La république démocratique du Congo est l’un des pays les plus pauvres du monde, une grande partie de sa population vit en dessous du seuil de pauvreté et fait face à des inégalités très marquées malgré ses multiples et diverses richesses. Cette situation s'explique surtout par les différents conflits aux effets dévastateurs qu'a connus le pays, qui reste dépendant de l'aide internationale. L'indice de développement humain de la république démocratique du Congo est extrêmement bas. Les violations des droits de l'homme, résultat des conflits armés, en particulier des enfants et des femmes, ont des répercussions très profondes au sein des populations.
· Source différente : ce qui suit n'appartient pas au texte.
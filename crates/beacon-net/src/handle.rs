//! Drives the libp2p swarm on its own task and exposes a cloneable,
//! request/response-shaped handle to the rest of the node — the same
//! "own the swarm on a dedicated task, talk to it over channels" shape
//! as `forest_libp2p::service::Libp2pService`, adapted to this
//! workspace's `tokio::sync` primitives in place of `flume`.
//!
//! Inbound requests this node must answer as a responder (§4.6 step 3,
//! §4.7, §4.5) are routed out to domain-aware consumers through
//! [`Hooks`] rather than handled here, so this module stays ignorant of
//! `beacon_group`/`beacon_dkg` semantics beyond the wire types. A
//! response that needs a blocking read or a round trip through another
//! task (chain history, DKG verification) is answered asynchronously
//! through `pending_replies` rather than stalling the swarm's own poll
//! loop.
use std::collections::HashMap;
use std::future::Future;
use std::pin::Pin;
use std::str::FromStr;
use std::sync::Arc;

use beacon_crypto::bls::Partial;
use beacon_engine::{IncomingPartial, PartialInbox};
use beacon_store::ChainStore;
use futures::stream::FuturesUnordered;
use futures::StreamExt;
use libp2p::multiaddr::Protocol;
use libp2p::request_response::{self, OutboundRequestId, ResponseChannel};
use libp2p::swarm::SwarmEvent;
use libp2p::{Multiaddr, PeerId, Swarm};
use tokio::sync::{mpsc, oneshot};

use crate::error::Error;
use crate::messages::{BeaconRequest, BeaconResponse, DkgRequest, DkgResponse};
use crate::protocol::{BeaconBehaviour, BeaconBehaviourEvent};

enum Command {
    Beacon {
        addr: Multiaddr,
        request: BeaconRequest,
        reply: oneshot::Sender<Result<BeaconResponse, Error>>,
    },
    Dkg {
        addr: Multiaddr,
        request: DkgRequest,
        reply: oneshot::Sender<Result<DkgResponse, Error>>,
    },
}

/// An inbound DKG packet this node must answer as a responder, handed
/// to whichever `beacon_dkg::Participant` owner is listening on
/// [`Hooks::dkg_tx`]. The listener verifies `request.signature` against
/// the sender's long-term key, applies the packet, and answers through
/// `reply`.
pub struct DkgInbound {
    pub peer: PeerId,
    pub request: DkgRequest,
    pub reply: oneshot::Sender<DkgResponse>,
}

/// Domain hooks wired in by whoever owns the engine, chain store, or
/// DKG ceremony for this node. Each is independently optional so a node
/// that only runs a subset (e.g. a pure relay with no local share)
/// still gets a working responder for the protocols it does serve; the
/// protocols it doesn't are answered with `Rejected`.
#[derive(Clone, Default)]
pub struct Hooks {
    pub inbox: Option<Arc<PartialInbox>>,
    pub store: Option<Arc<dyn ChainStore>>,
    pub dkg_tx: Option<mpsc::UnboundedSender<DkgInbound>>,
}

/// A cheaply-cloneable front for the swarm-driving task. Every method
/// sends a command over the channel and awaits the matching reply;
/// the task itself owns the only `Swarm` and never crosses an await
/// point while holding it borrowed from here.
#[derive(Clone)]
pub struct NodeHandle {
    commands: mpsc::UnboundedSender<Command>,
}

/// Parses a multiaddr of the form `/ip4/.../tcp/.../p2p/<peer id>`,
/// the convention every `Member::address` in this workspace uses so a
/// single string names both a dial target and the peer's identity.
fn split_peer_id(addr: &Multiaddr) -> Result<(Multiaddr, PeerId), Error> {
    let mut addr = addr.clone();
    match addr.pop() {
        Some(Protocol::P2p(peer_id)) => Ok((addr, peer_id)),
        _ => Err(Error::UnknownPeer),
    }
}

pub fn parse_member_address(address: &str) -> Result<Multiaddr, Error> {
    Multiaddr::from_str(address).map_err(|_| Error::UnknownPeer)
}

/// Spawns the event loop on the current tokio runtime and returns a
/// handle to it. The loop exits when every `NodeHandle` clone (and
/// thus the command sender) has been dropped.
pub fn spawn(swarm: Swarm<BeaconBehaviour>, hooks: Hooks) -> NodeHandle {
    let (tx, rx) = mpsc::unbounded_channel();
    tokio::spawn(run(swarm, rx, hooks));
    NodeHandle { commands: tx }
}

/// A responder answer that is ready to be sent once its computation (a
/// blocking store read, a DKG verification round trip) completes.
enum PendingReply {
    Beacon(ResponseChannel<BeaconResponse>, BeaconResponse),
    Dkg(ResponseChannel<DkgResponse>, DkgResponse),
}

type PendingFuture = Pin<Box<dyn Future<Output = PendingReply> + Send>>;

async fn run(mut swarm: Swarm<BeaconBehaviour>, mut commands: mpsc::UnboundedReceiver<Command>, hooks: Hooks) {
    let mut pending_beacon: HashMap<OutboundRequestId, oneshot::Sender<Result<BeaconResponse, Error>>> =
        HashMap::new();
    let mut pending_dkg: HashMap<OutboundRequestId, oneshot::Sender<Result<DkgResponse, Error>>> = HashMap::new();
    let mut pending_replies: FuturesUnordered<PendingFuture> = FuturesUnordered::new();

    loop {
        tokio::select! {
            command = commands.recv() => {
                match command {
                    None => return,
                    Some(Command::Beacon { addr, request, reply }) => {
                        match split_peer_id(&addr) {
                            Ok((dial_addr, peer_id)) => {
                                swarm.add_peer_address(peer_id, dial_addr);
                                let id = swarm.behaviour_mut().beacon.send_request(&peer_id, request);
                                pending_beacon.insert(id, reply);
                            }
                            Err(e) => {
                                let _ = reply.send(Err(e));
                            }
                        }
                    }
                    Some(Command::Dkg { addr, request, reply }) => {
                        match split_peer_id(&addr) {
                            Ok((dial_addr, peer_id)) => {
                                swarm.add_peer_address(peer_id, dial_addr);
                                let id = swarm.behaviour_mut().dkg.send_request(&peer_id, request);
                                pending_dkg.insert(id, reply);
                            }
                            Err(e) => {
                                let _ = reply.send(Err(e));
                            }
                        }
                    }
                }
            }
            event = swarm.select_next_some() => {
                if let SwarmEvent::Behaviour(event) = event {
                    handle_behaviour_event(event, &mut swarm, &hooks, &mut pending_beacon, &mut pending_dkg, &mut pending_replies);
                }
            }
            Some(reply) = pending_replies.next(), if !pending_replies.is_empty() => {
                match reply {
                    PendingReply::Beacon(channel, response) => {
                        let _ = swarm.behaviour_mut().beacon.send_response(channel, response);
                    }
                    PendingReply::Dkg(channel, response) => {
                        let _ = swarm.behaviour_mut().dkg.send_response(channel, response);
                    }
                }
            }
        }
    }
}

fn handle_behaviour_event(
    event: BeaconBehaviourEvent,
    swarm: &mut Swarm<BeaconBehaviour>,
    hooks: &Hooks,
    pending_beacon: &mut HashMap<OutboundRequestId, oneshot::Sender<Result<BeaconResponse, Error>>>,
    pending_dkg: &mut HashMap<OutboundRequestId, oneshot::Sender<Result<DkgResponse, Error>>>,
    pending_replies: &mut FuturesUnordered<PendingFuture>,
) {
    match event {
        BeaconBehaviourEvent::Beacon(request_response::Event::Message { message, .. }) => match message {
            request_response::Message::Response { request_id, response } => {
                if let Some(reply) = pending_beacon.remove(&request_id) {
                    let _ = reply.send(Ok(response));
                }
            }
            request_response::Message::Request { request, channel, .. } => {
                handle_beacon_request(swarm, hooks, pending_replies, request, channel);
            }
        },
        BeaconBehaviourEvent::Beacon(request_response::Event::OutboundFailure { request_id, error, .. }) => {
            if let Some(reply) = pending_beacon.remove(&request_id) {
                let _ = reply.send(Err(error.into()));
            }
        }
        BeaconBehaviourEvent::Dkg(request_response::Event::Message { peer, message }) => match message {
            request_response::Message::Response { request_id, response } => {
                if let Some(reply) = pending_dkg.remove(&request_id) {
                    let _ = reply.send(Ok(response));
                }
            }
            request_response::Message::Request { request, channel, .. } => {
                handle_dkg_request(swarm, hooks, pending_replies, peer, request, channel);
            }
        },
        BeaconBehaviourEvent::Dkg(request_response::Event::OutboundFailure { request_id, error, .. }) => {
            if let Some(reply) = pending_dkg.remove(&request_id) {
                let _ = reply.send(Err(error.into()));
            }
        }
        _ => {}
    }
}

/// Answers an inbound `BeaconRequest`. `PartialBeacon` is pushed
/// straight into the engine's inbox and acknowledged synchronously;
/// `SyncChain` needs a (possibly blocking) store read, so its answer is
/// deferred onto `pending_replies`.
fn handle_beacon_request(
    swarm: &mut Swarm<BeaconBehaviour>,
    hooks: &Hooks,
    pending_replies: &mut FuturesUnordered<PendingFuture>,
    request: BeaconRequest,
    channel: ResponseChannel<BeaconResponse>,
) {
    match request {
        BeaconRequest::PartialBeacon { round, previous_signature, partial_signature } => {
            let response = match &hooks.inbox {
                Some(inbox) => match Partial::from_bytes(&partial_signature) {
                    Ok(partial) => {
                        inbox.push(IncomingPartial { round, previous_signature, partial });
                        BeaconResponse::Ack
                    }
                    Err(e) => BeaconResponse::Rejected { reason: e.to_string() },
                },
                None => BeaconResponse::Rejected { reason: "this node does not run the beacon engine".into() },
            };
            let _ = swarm.behaviour_mut().beacon.send_response(channel, response);
        }
        BeaconRequest::SyncChain { from_round, max_beacons } => match hooks.store.clone() {
            Some(store) => {
                pending_replies.push(Box::pin(async move {
                    let response = serve_sync_chain(store, from_round, max_beacons).await;
                    PendingReply::Beacon(channel, response)
                }));
            }
            None => {
                let _ = swarm.behaviour_mut().beacon.send_response(
                    channel,
                    BeaconResponse::Rejected { reason: "this node does not serve chain history".into() },
                );
            }
        },
    }
}

/// Forwards an inbound DKG packet to [`Hooks::dkg_tx`] and defers the
/// answer until the ceremony owner has verified and applied it.
fn handle_dkg_request(
    swarm: &mut Swarm<BeaconBehaviour>,
    hooks: &Hooks,
    pending_replies: &mut FuturesUnordered<PendingFuture>,
    peer: PeerId,
    request: DkgRequest,
    channel: ResponseChannel<DkgResponse>,
) {
    let Some(tx) = &hooks.dkg_tx else {
        let _ = swarm.behaviour_mut().dkg.send_response(
            channel,
            DkgResponse::Rejected { reason: "this node is not running a dkg ceremony".into() },
        );
        return;
    };
    let (reply_tx, reply_rx) = oneshot::channel();
    if tx.send(DkgInbound { peer, request, reply: reply_tx }).is_err() {
        let _ = swarm.behaviour_mut().dkg.send_response(
            channel,
            DkgResponse::Rejected { reason: "dkg consumer is no longer running".into() },
        );
        return;
    }
    pending_replies.push(Box::pin(async move {
        let response = reply_rx
            .await
            .unwrap_or(DkgResponse::Rejected { reason: "dkg consumer dropped the reply channel".into() });
        PendingReply::Dkg(channel, response)
    }));
}

/// Walks the store from `from_round` in increasing order, up to
/// `max_beacons` entries, on a blocking thread (§5: store reads must
/// never stall the swarm's poll loop).
async fn serve_sync_chain(store: Arc<dyn ChainStore>, from_round: u64, max_beacons: u32) -> BeaconResponse {
    let result = tokio::task::spawn_blocking(move || -> Result<Vec<beacon_store::Beacon>, beacon_store::Error> {
        let mut cursor = store.cursor()?;
        let mut beacons = Vec::new();
        let mut current = match cursor.seek(from_round) {
            Ok(b) => Some(b),
            Err(beacon_store::Error::NotFound) => None,
            Err(e) => return Err(e),
        };
        while let Some(b) = current {
            beacons.push(b);
            if beacons.len() as u32 >= max_beacons {
                break;
            }
            current = match cursor.next() {
                Ok(b) => Some(b),
                Err(beacon_store::Error::NotFound) => None,
                Err(e) => return Err(e),
            };
        }
        Ok(beacons)
    })
    .await;
    match result {
        Ok(Ok(beacons)) => BeaconResponse::Beacons(beacons),
        Ok(Err(e)) => BeaconResponse::Rejected { reason: e.to_string() },
        Err(e) => BeaconResponse::Rejected { reason: e.to_string() },
    }
}

impl NodeHandle {
    pub async fn send_beacon_request(
        &self,
        addr: &Multiaddr,
        request: BeaconRequest,
    ) -> Result<BeaconResponse, Error> {
        let (reply, rx) = oneshot::channel();
        self.commands
            .send(Command::Beacon { addr: addr.clone(), request, reply })
            .map_err(|_| Error::ConnectionClosed)?;
        rx.await.map_err(|_| Error::ConnectionClosed)?
    }

    pub async fn send_dkg_request(
        &self,
        addr: &Multiaddr,
        request: DkgRequest,
    ) -> Result<DkgResponse, Error> {
        let (reply, rx) = oneshot::channel();
        self.commands
            .send(Command::Dkg { addr: addr.clone(), request, reply })
            .map_err(|_| Error::ConnectionClosed)?;
        rx.await.map_err(|_| Error::ConnectionClosed)?
    }
}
La pauvreté se manifeste aussi par la malnutrition qui touche plus des femmes et des enfants.

Cette situation a engendré d’une part la formation de nombreux groupes vulnérables (réfugiés, orphelins, enfants déscolarisés, enfants dans la rue, enfants soldats) qui manquent de soins et de nourriture et d’autre part elle a gangréné la société congolaise qui est caractérisée aujourd’hui par la corruption, l’absence de la classe moyenne, une économie extravertie et autres maux.

La date du 30 juin reste une occasion pour tout congolais de réfléchir sur l’histoire et l’avenir de ce cher et beau pays.